- Opening Delimiter -

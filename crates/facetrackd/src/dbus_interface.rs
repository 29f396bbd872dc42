use facetrack_core::{AttendanceStore, TrackingSupervisor};
use std::sync::Arc;
use zbus::interface;

/// Largest page `ListEvents` hands out.
pub const MAX_EVENTS: u32 = 500;

/// D-Bus interface for the face tracking daemon.
///
/// Bus name: org.facetrack.Tracker1
/// Object path: /org/facetrack/Tracker1
pub struct TrackerService {
    pub supervisor: Arc<TrackingSupervisor>,
    pub store: Arc<dyn AttendanceStore>,
}

/// Run a blocking supervisor call off the D-Bus executor.
async fn blocking<T, F>(f: F) -> zbus::fdo::Result<T>
where
    F: FnOnce() -> T + Send + 'static,
    T: Send + 'static,
{
    tokio::task::spawn_blocking(f)
        .await
        .map_err(|e| zbus::fdo::Error::Failed(format!("task failed: {e}")))
}

fn to_json<T: serde::Serialize>(value: &T) -> zbus::fdo::Result<String> {
    serde_json::to_string(value).map_err(|e| zbus::fdo::Error::Failed(e.to_string()))
}

#[interface(name = "org.facetrack.Tracker1")]
impl TrackerService {
    /// Start tracking. False if already running or no camera could be opened.
    async fn start(&self) -> zbus::fdo::Result<bool> {
        tracing::info!("start requested");
        let supervisor = self.supervisor.clone();
        blocking(move || supervisor.start()).await
    }

    /// Stop tracking. False if not running.
    async fn stop(&self) -> zbus::fdo::Result<bool> {
        tracing::info!("stop requested");
        let supervisor = self.supervisor.clone();
        blocking(move || supervisor.stop()).await
    }

    /// Restart with freshly loaded camera descriptors.
    async fn reload(&self) -> zbus::fdo::Result<()> {
        tracing::info!("reload requested");
        let supervisor = self.supervisor.clone();
        blocking(move || supervisor.reload()).await
    }

    /// Current status as JSON.
    async fn status(&self) -> zbus::fdo::Result<String> {
        to_json(&self.supervisor.status())
    }

    /// Drain pending live faces as a JSON array.
    async fn live_faces(&self) -> zbus::fdo::Result<String> {
        to_json(&self.supervisor.live_faces())
    }

    /// Most recent attendance events as a JSON array, newest first.
    async fn list_events(&self, limit: u32) -> zbus::fdo::Result<String> {
        let limit = limit.min(MAX_EVENTS) as usize;
        let store = self.store.clone();
        let events = blocking(move || store.list_events(limit))
            .await?
            .map_err(|e| zbus::fdo::Error::Failed(e.to_string()))?;
        to_json(&events)
    }
}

- Closing Delimiter -

Retype the listing above, word for word, from its first line to the line containing "pub const MAX_EVENTS: u32 = 500;", both ends included.

__Response area__.
filename crates/facetrackd/src/dbus_interface.rs
repository 29f396bbd872dc42
use facetrack_core::{AttendanceStore, TrackingSupervisor};
use std::sync::Arc;
use zbus::interface;

/// Largest page `ListEvents` hands out.
pub const MAX_EVENTS: u32 = 500;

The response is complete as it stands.